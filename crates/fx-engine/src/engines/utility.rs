//! Utility engines: bypass, mid/side, gain, mono maker, phase align

use std::f64::consts::FRAC_PI_4;

use fx_core::{ParamDisplay, ParameterMap, Sample, db_to_gain_f64};
use fx_dsp::filters::FirstOrderAllpass;
use fx_dsp::ring_buffer::{DelayLine, Interpolation};

use super::Crossover;
use crate::engine::{Engine, StereoKernel};
use crate::params::{ParamBank, ParamSpec};
use crate::registry::EngineId;

// ============ Bypass ============

/// Empty slot marker; leaves the block untouched
#[derive(Debug, Default)]
pub struct Bypass;

impl Engine for Bypass {
    fn id(&self) -> EngineId {
        EngineId::Bypass
    }

    fn prepare(&mut self, _sample_rate: f64, _max_block: usize) {}

    fn reset(&mut self) {}

    fn apply_parameters(&mut self, _params: &ParameterMap) {}

    fn process(&mut self, _block: &mut [&mut [Sample]]) {}

    fn tail_samples(&self) -> usize {
        0
    }
}

// ============ Mid/Side ============

pub const MID_SIDE_PARAMS: &[ParamSpec] = &[
    ParamSpec::new("Mid", 0.5, ParamDisplay::GainDb { min: -24.0, max: 24.0 }).audio(),
    ParamSpec::new("Side", 0.5, ParamDisplay::GainDb { min: -24.0, max: 24.0 }).audio(),
    ParamSpec::new("Width", 0.5, ParamDisplay::Span { min: 0.0, max: 2.0 }).audio(),
    ParamSpec::new("Output", 0.5, ParamDisplay::GainDb { min: -12.0, max: 12.0 }).audio(),
    ParamSpec::mix(1.0),
];

/// Independent mid and side gains plus a width scale on the side channel
pub struct MidSide;

impl StereoKernel for MidSide {
    const ID: EngineId = EngineId::MidSide;

    fn new(_sample_rate: f64, _max_block: usize) -> Self {
        Self
    }

    fn control(&mut self, _params: &ParamBank) {}

    #[inline]
    fn tick(&mut self, params: &ParamBank, left: f64, right: f64) -> (f64, f64) {
        let mid = (left + right) * 0.5 * db_to_gain_f64(params.get(0));
        let side = (left - right) * 0.5 * db_to_gain_f64(params.get(1)) * params.get(2);
        let out = db_to_gain_f64(params.get(3));
        ((mid + side) * out, (mid - side) * out)
    }

    fn reset(&mut self) {}

    fn tail_samples(&self, _params: &ParamBank) -> usize {
        0
    }
}

// ============ Gain ============

pub const GAIN_PARAMS: &[ParamSpec] = &[
    ParamSpec::new("Gain", 0.5, ParamDisplay::GainDb { min: -24.0, max: 24.0 }).audio(),
    ParamSpec::new("Pan", 0.5, ParamDisplay::Span { min: -1.0, max: 1.0 }).audio(),
    ParamSpec::new("Invert L", 0.0, ParamDisplay::Switch).step(),
    ParamSpec::new("Invert R", 0.0, ParamDisplay::Switch).step(),
    ParamSpec::new("Swap", 0.0, ParamDisplay::Switch).step(),
    ParamSpec::mix(1.0),
];

/// Gain, constant-power balance, polarity and channel swap
pub struct GainUtility;

impl GainUtility {
    /// Constant-power law normalized to unity at center
    fn pan_gains(pan: f64) -> (f64, f64) {
        let angle = (pan.clamp(-1.0, 1.0) + 1.0) * FRAC_PI_4;
        let norm = std::f64::consts::SQRT_2;
        (angle.cos() * norm, angle.sin() * norm)
    }
}

impl StereoKernel for GainUtility {
    const ID: EngineId = EngineId::GainUtility;

    fn new(_sample_rate: f64, _max_block: usize) -> Self {
        Self
    }

    fn control(&mut self, _params: &ParamBank) {}

    #[inline]
    fn tick(&mut self, params: &ParamBank, left: f64, right: f64) -> (f64, f64) {
        let (pan_left, pan_right) = Self::pan_gains(params.get(1));
        let gain = db_to_gain_f64(params.get(0));
        let (mut l, mut r) = if params.switch(4) { (right, left) } else { (left, right) };
        if params.switch(2) {
            l = -l;
        }
        if params.switch(3) {
            r = -r;
        }
        (l * gain * pan_left, r * gain * pan_right)
    }

    fn reset(&mut self) {}

    fn tail_samples(&self, _params: &ParamBank) -> usize {
        0
    }
}

// ============ Mono Maker ============

pub const MONO_MAKER_PARAMS: &[ParamSpec] = &[
    ParamSpec::new("Frequency", 0.5, ParamDisplay::Hertz { min: 20.0, max: 1000.0 }),
    ParamSpec::new("Amount", 1.0, ParamDisplay::Percent).audio(),
    ParamSpec::mix(1.0),
];

/// Removes side content below a crossover frequency.
///
/// Mid runs through a matching crossover summed back to its allpass so both
/// channels keep the same phase response.
pub struct MonoMaker {
    sample_rate: f64,
    mid: Crossover,
    side: Crossover,
}

impl StereoKernel for MonoMaker {
    const ID: EngineId = EngineId::MonoMaker;

    fn new(sample_rate: f64, _max_block: usize) -> Self {
        Self {
            sample_rate,
            mid: Crossover::new(140.0, sample_rate),
            side: Crossover::new(140.0, sample_rate),
        }
    }

    fn control(&mut self, params: &ParamBank) {
        let freq = params.get(0);
        self.mid.set_frequency(freq);
        self.side.set_frequency(freq);
    }

    #[inline]
    fn tick(&mut self, params: &ParamBank, left: f64, right: f64) -> (f64, f64) {
        let (mid_low, mid_high) = self.mid.split((left + right) * 0.5);
        let (side_low, side_high) = self.side.split((left - right) * 0.5);
        let mid = mid_low + mid_high;
        let side = side_high + side_low * (1.0 - params.get(1) * 0.01);
        (mid + side, mid - side)
    }

    fn reset(&mut self) {
        self.mid.reset();
        self.side.reset();
    }

    fn tail_samples(&self, params: &ParamBank) -> usize {
        // a few cycles of the crossover
        let hz = params.get(0).max(20.0);
        (8.0 * self.sample_rate / hz) as usize
    }
}

// ============ Phase Align ============

/// Largest inter-channel delay (ms)
const ALIGN_MAX_MS: f64 = 5.0;

pub const PHASE_ALIGN_PARAMS: &[ParamSpec] = &[
    ParamSpec::new("Delay", 0.5, ParamDisplay::Span { min: -5.0, max: 5.0 }).audio(),
    ParamSpec::new("Rotation", 0.5, ParamDisplay::Hertz { min: 20.0, max: 20000.0 }),
    ParamSpec::new("Rotate Amount", 0.0, ParamDisplay::Percent),
    ParamSpec::new("Polarity R", 0.0, ParamDisplay::Switch).step(),
    ParamSpec::mix(1.0),
];

/// Delays one channel against the other and rotates the right channel's phase.
///
/// Positive delay holds back the right channel, negative the left.
pub struct PhaseAlign {
    sample_rate: f64,
    left: DelayLine,
    right: DelayLine,
    rotator: FirstOrderAllpass,
    rotate_amount: f64,
}

impl StereoKernel for PhaseAlign {
    const ID: EngineId = EngineId::PhaseAlign;

    fn new(sample_rate: f64, _max_block: usize) -> Self {
        let max = (ALIGN_MAX_MS * 0.001 * sample_rate).ceil() as usize + 2;
        Self {
            sample_rate,
            left: DelayLine::new(max, Interpolation::Linear),
            right: DelayLine::new(max, Interpolation::Linear),
            rotator: FirstOrderAllpass::default(),
            rotate_amount: 0.0,
        }
    }

    fn control(&mut self, params: &ParamBank) {
        self.rotator.set_frequency(params.get(1), self.sample_rate);
        self.rotate_amount = params.get(2) * 0.01;
    }

    #[inline]
    fn tick(&mut self, params: &ParamBank, left: f64, right: f64) -> (f64, f64) {
        let delay = (params.get(0) * 0.001 * self.sample_rate) as f32;
        self.left.write(left as Sample);
        self.right.write(right as Sample);
        let l = self.left.read((-delay).max(0.0)) as f64;
        let mut r = self.right.read(delay.max(0.0)) as f64;
        let rotated = self.rotator.process(r);
        r += (rotated - r) * self.rotate_amount;
        if params.switch(3) {
            r = -r;
        }
        (l, r)
    }

    fn reset(&mut self) {
        self.left.reset();
        self.right.reset();
        self.rotator.reset();
    }

    fn tail_samples(&self, _params: &ParamBank) -> usize {
        (ALIGN_MAX_MS * 0.001 * self.sample_rate) as usize + 64
    }
}
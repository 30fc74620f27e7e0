//! Period detection and TD-PSOLA pitch shifting
//!
//! ## Algorithm
//!
//! 1. Estimate the fundamental period T0 by normalized autocorrelation
//!    (coarse search on a decimated copy, refined at full rate)
//! 2. Track pitch epochs: the local maximum within ±5% of T0 around the
//!    previous epoch + T0, never closer than 0.7·T0
//! 3. Refresh T0 as the median of the latest epoch distances
//! 4. Place synthesis marks spaced T0/α on a timeline delayed by a fixed
//!    latency; each mark takes the grain of the nearest analysis epoch
//! 5. Align each grain within ±0.05·T0 against the accumulated output
//!    (normalized cross-correlation, polarity flip on anti-correlation)
//! 6. Hann-window, equalize energy, scale by `1/√(L/Hs)` and overlap-add
//!
//! Ratios close to irrational values (√2, whole-tone and major-third
//! steps) are served by a sinc-interpolated two-head delay shifter at the
//! same latency.

use std::collections::VecDeque;
use std::f64::consts::{FRAC_1_SQRT_2, PI, SQRT_2};

use fx_core::{Sample, scrub};

use crate::dynamics::RmsDetector;
use crate::modulation::DelayPitchShifter;
use crate::ring_buffer::{Interpolation, RingBuffer};

// ============ Constants ============

/// Shortest period tracked (samples)
pub const MIN_PERIOD: f64 = 16.0;

/// Longest period tracked (seconds)
pub const MAX_PERIOD_SECONDS: f64 = 0.03;

/// Epoch history kept for alignment
const EPOCH_HISTORY_SECONDS: f64 = 2.0;

/// Voicing check cadence (samples)
const ANALYSIS_HOP: usize = 256;

/// Period search cadence while no track is held, in analysis hops
const ESTIMATE_EVERY: u64 = 4;

/// Minimum normalized autocorrelation accepted as voiced
const VOICED_CLARITY: f64 = 0.5;

/// Clarity below which a running track is dropped
const UNVOICED_CLARITY: f64 = 0.3;

/// Below this slow RMS the input counts as silent
const SILENCE_RMS: f64 = 1e-4;

/// Gain of the delayed dry signal while epochs are being gathered
const PRIMING_GAIN: Sample = 0.5;

/// Crossfade between pass-through / PSOLA / fallback (seconds)
const BLEND_SECONDS: f64 = 0.01;

const RATIONAL_RATIOS: [f64; 9] = [0.25, 1.0 / 3.0, 0.5, 2.0 / 3.0, 1.0, 1.5, 2.0, 3.0, 4.0];

const IRRATIONAL_RATIOS: [f64; 6] = [
    FRAC_1_SQRT_2,
    SQRT_2,
    1.122_462_048_309_373, // 2^(2/12)
    0.890_898_718_140_339, // 2^(−2/12)
    1.259_921_049_894_873, // 2^(4/12)
    0.793_700_525_984_1,   // 2^(−4/12)
];

const FALLBACK_TOLERANCE: f64 = 0.01;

THE TASK — Please copy every line of the material that contains the word "grain".

TASK SOLUTION —
//!    latency; each mark takes the grain of the nearest analysis epoch
//! 5. Align each grain within ±0.05·T0 against the accumulated output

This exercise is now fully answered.